Work to be completed
Nothing in the data may be altered, so output all of it exactly.

··· Records for the exercise

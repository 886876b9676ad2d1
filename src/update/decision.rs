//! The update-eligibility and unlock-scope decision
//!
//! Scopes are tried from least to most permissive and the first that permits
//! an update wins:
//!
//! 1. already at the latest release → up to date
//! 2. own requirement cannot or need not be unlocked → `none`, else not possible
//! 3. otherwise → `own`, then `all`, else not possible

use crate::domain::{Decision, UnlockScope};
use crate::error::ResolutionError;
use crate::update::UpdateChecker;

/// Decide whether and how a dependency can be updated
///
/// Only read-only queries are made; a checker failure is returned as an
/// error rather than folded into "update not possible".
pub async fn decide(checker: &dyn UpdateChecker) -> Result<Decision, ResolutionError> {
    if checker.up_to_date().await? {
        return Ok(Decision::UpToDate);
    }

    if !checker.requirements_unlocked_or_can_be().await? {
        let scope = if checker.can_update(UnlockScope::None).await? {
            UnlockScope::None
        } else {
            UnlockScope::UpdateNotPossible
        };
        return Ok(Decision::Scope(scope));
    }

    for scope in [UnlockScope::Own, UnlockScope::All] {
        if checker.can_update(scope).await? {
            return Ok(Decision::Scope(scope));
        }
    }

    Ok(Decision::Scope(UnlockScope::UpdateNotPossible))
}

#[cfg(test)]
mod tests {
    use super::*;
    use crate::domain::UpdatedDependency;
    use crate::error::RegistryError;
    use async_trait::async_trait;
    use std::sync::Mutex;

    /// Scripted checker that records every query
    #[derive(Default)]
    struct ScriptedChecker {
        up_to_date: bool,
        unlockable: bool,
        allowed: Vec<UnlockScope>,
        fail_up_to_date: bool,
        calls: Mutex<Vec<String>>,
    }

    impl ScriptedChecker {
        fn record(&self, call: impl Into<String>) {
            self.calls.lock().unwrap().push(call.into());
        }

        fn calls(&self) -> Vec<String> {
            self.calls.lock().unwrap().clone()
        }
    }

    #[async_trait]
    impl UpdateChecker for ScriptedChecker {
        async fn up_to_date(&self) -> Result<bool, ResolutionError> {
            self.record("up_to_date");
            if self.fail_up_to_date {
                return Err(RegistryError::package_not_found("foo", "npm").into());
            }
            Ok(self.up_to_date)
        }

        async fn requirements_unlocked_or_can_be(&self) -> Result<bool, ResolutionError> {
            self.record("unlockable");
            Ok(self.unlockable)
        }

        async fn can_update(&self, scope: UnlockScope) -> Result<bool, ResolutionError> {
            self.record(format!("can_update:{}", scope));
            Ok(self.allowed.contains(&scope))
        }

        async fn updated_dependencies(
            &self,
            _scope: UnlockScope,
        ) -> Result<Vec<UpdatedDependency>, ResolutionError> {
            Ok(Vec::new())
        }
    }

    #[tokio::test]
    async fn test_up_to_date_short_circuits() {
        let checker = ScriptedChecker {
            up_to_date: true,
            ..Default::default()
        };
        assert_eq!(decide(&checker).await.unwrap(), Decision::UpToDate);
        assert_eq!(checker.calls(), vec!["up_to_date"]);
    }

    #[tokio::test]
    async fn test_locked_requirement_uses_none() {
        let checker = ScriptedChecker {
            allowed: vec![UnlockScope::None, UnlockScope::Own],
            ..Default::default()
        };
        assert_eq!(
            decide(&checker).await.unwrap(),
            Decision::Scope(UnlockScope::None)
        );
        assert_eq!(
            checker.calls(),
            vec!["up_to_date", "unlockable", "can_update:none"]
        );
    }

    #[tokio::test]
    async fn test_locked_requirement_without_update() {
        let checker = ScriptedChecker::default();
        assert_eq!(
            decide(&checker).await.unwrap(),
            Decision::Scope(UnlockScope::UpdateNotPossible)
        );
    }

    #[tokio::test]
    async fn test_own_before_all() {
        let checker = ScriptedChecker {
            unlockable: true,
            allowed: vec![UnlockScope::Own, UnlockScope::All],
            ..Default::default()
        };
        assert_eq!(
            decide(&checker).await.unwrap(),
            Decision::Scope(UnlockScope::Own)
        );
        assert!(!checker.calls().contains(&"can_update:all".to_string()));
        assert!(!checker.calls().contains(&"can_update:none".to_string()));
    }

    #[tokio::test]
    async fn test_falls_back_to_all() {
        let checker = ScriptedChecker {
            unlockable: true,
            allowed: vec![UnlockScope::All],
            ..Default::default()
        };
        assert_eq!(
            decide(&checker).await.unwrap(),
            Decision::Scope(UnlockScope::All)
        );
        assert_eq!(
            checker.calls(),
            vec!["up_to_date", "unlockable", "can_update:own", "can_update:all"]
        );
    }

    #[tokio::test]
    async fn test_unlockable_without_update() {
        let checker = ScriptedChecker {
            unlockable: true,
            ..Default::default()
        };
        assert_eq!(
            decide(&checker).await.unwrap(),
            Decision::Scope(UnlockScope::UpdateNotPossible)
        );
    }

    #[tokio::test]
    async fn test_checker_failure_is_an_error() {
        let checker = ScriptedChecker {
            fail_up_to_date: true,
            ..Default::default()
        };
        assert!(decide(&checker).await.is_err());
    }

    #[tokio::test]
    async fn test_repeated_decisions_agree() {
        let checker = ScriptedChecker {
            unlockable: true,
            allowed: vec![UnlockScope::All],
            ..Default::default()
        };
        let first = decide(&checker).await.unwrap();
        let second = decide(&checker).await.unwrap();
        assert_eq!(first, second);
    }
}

······

Exercise solution
repository 886876b9676ad2d1
filename src/update/decision.rs
//! The update-eligibility and unlock-scope decision
//!
//! Scopes are tried from least to most permissive and the first that permits
//! an update wins:
//!
//! 1. already at the latest release → up to date
//! 2. own requirement cannot or need not be unlocked → `none`, else not possible
//! 3. otherwise → `own`, then `all`, else not possible

use crate::domain::{Decision, UnlockScope};
use crate::error::ResolutionError;
use crate::update::UpdateChecker;

/// Decide whether and how a dependency can be updated
///
/// Only read-only queries are made; a checker failure is returned as an
/// error rather than folded into "update not possible".
pub async fn decide(checker: &dyn UpdateChecker) -> Result<Decision, ResolutionError> {
    if checker.up_to_date().await? {
        return Ok(Decision::UpToDate);
    }

    if !checker.requirements_unlocked_or_can_be().await? {
        let scope = if checker.can_update(UnlockScope::None).await? {
            UnlockScope::None
        } else {
            UnlockScope::UpdateNotPossible
        };
        return Ok(Decision::Scope(scope));
    }

    for scope in [UnlockScope::Own, UnlockScope::All] {
        if checker.can_update(scope).await? {
            return Ok(Decision::Scope(scope));
        }
    }

    Ok(Decision::Scope(UnlockScope::UpdateNotPossible))
}

#[cfg(test)]
mod tests {
    use super::*;
    use crate::domain::UpdatedDependency;
    use crate::error::RegistryError;
    use async_trait::async_trait;
    use std::sync::Mutex;

    /// Scripted checker that records every query
    #[derive(Default)]
    struct ScriptedChecker {
        up_to_date: bool,
        unlockable: bool,
        allowed: Vec<UnlockScope>,
        fail_up_to_date: bool,
        calls: Mutex<Vec<String>>,
    }

    impl ScriptedChecker {
        fn record(&self, call: impl Into<String>) {
            self.calls.lock().unwrap().push(call.into());
        }

        fn calls(&self) -> Vec<String> {
            self.calls.lock().unwrap().clone()
        }
    }

    #[async_trait]
    impl UpdateChecker for ScriptedChecker {
        async fn up_to_date(&self) -> Result<bool, ResolutionError> {
            self.record("up_to_date");
            if self.fail_up_to_date {
                return Err(RegistryError::package_not_found("foo", "npm").into());
            }
            Ok(self.up_to_date)
        }

        async fn requirements_unlocked_or_can_be(&self) -> Result<bool, ResolutionError> {
            self.record("unlockable");
            Ok(self.unlockable)
        }

        async fn can_update(&self, scope: UnlockScope) -> Result<bool, ResolutionError> {
            self.record(format!("can_update:{}", scope));
            Ok(self.allowed.contains(&scope))
        }

        async fn updated_dependencies(
            &self,
            _scope: UnlockScope,
        ) -> Result<Vec<UpdatedDependency>, ResolutionError> {
            Ok(Vec::new())
        }
    }

    #[tokio::test]
    async fn test_up_to_date_short_circuits() {
        let checker = ScriptedChecker {
            up_to_date: true,
            ..Default::default()
        };
        assert_eq!(decide(&checker).await.unwrap(), Decision::UpToDate);
        assert_eq!(checker.calls(), vec!["up_to_date"]);
    }

    #[tokio::test]
    async fn test_locked_requirement_uses_none() {
        let checker = ScriptedChecker {
            allowed: vec![UnlockScope::None, UnlockScope::Own],
            ..Default::default()
        };
        assert_eq!(
            decide(&checker).await.unwrap(),
            Decision::Scope(UnlockScope::None)
        );
        assert_eq!(
            checker.calls(),
            vec!["up_to_date", "unlockable", "can_update:none"]
        );
    }

    #[tokio::test]
    async fn test_locked_requirement_without_update() {
        let checker = ScriptedChecker::default();
        assert_eq!(
            decide(&checker).await.unwrap(),
            Decision::Scope(UnlockScope::UpdateNotPossible)
        );
    }

    #[tokio::test]
    async fn test_own_before_all() {
        let checker = ScriptedChecker {
            unlockable: true,
            allowed: vec![UnlockScope::Own, UnlockScope::All],
            ..Default::default()
        };
        assert_eq!(
            decide(&checker).await.unwrap(),
            Decision::Scope(UnlockScope::Own)
        );
        assert!(!checker.calls().contains(&"can_update:all".to_string()));
        assert!(!checker.calls().contains(&"can_update:none".to_string()));
    }

    #[tokio::test]
    async fn test_falls_back_to_all() {
        let checker = ScriptedChecker {
            unlockable: true,
            allowed: vec![UnlockScope::All],
            ..Default::default()
        };
        assert_eq!(
            decide(&checker).await.unwrap(),
            Decision::Scope(UnlockScope::All)
        );
        assert_eq!(
            checker.calls(),
            vec!["up_to_date", "unlockable", "can_update:own", "can_update:all"]
        );
    }

    #[tokio::test]
    async fn test_unlockable_without_update() {
        let checker = ScriptedChecker {
            unlockable: true,
            ..Default::default()
        };
        assert_eq!(
            decide(&checker).await.unwrap(),
            Decision::Scope(UnlockScope::UpdateNotPossible)
        );
    }

    #[tokio::test]
    async fn test_checker_failure_is_an_error() {
        let checker = ScriptedChecker {
            fail_up_to_date: true,
            ..Default::default()
        };
        assert!(decide(&checker).await.is_err());
    }

    #[tokio::test]
    async fn test_repeated_decisions_agree() {
        let checker = ScriptedChecker {
            unlockable: true,
            allowed: vec![UnlockScope::All],
            ..Default::default()
        };
        let first = decide(&checker).await.unwrap();
        let second = decide(&checker).await.unwrap();
        assert_eq!(first, second);
    }
}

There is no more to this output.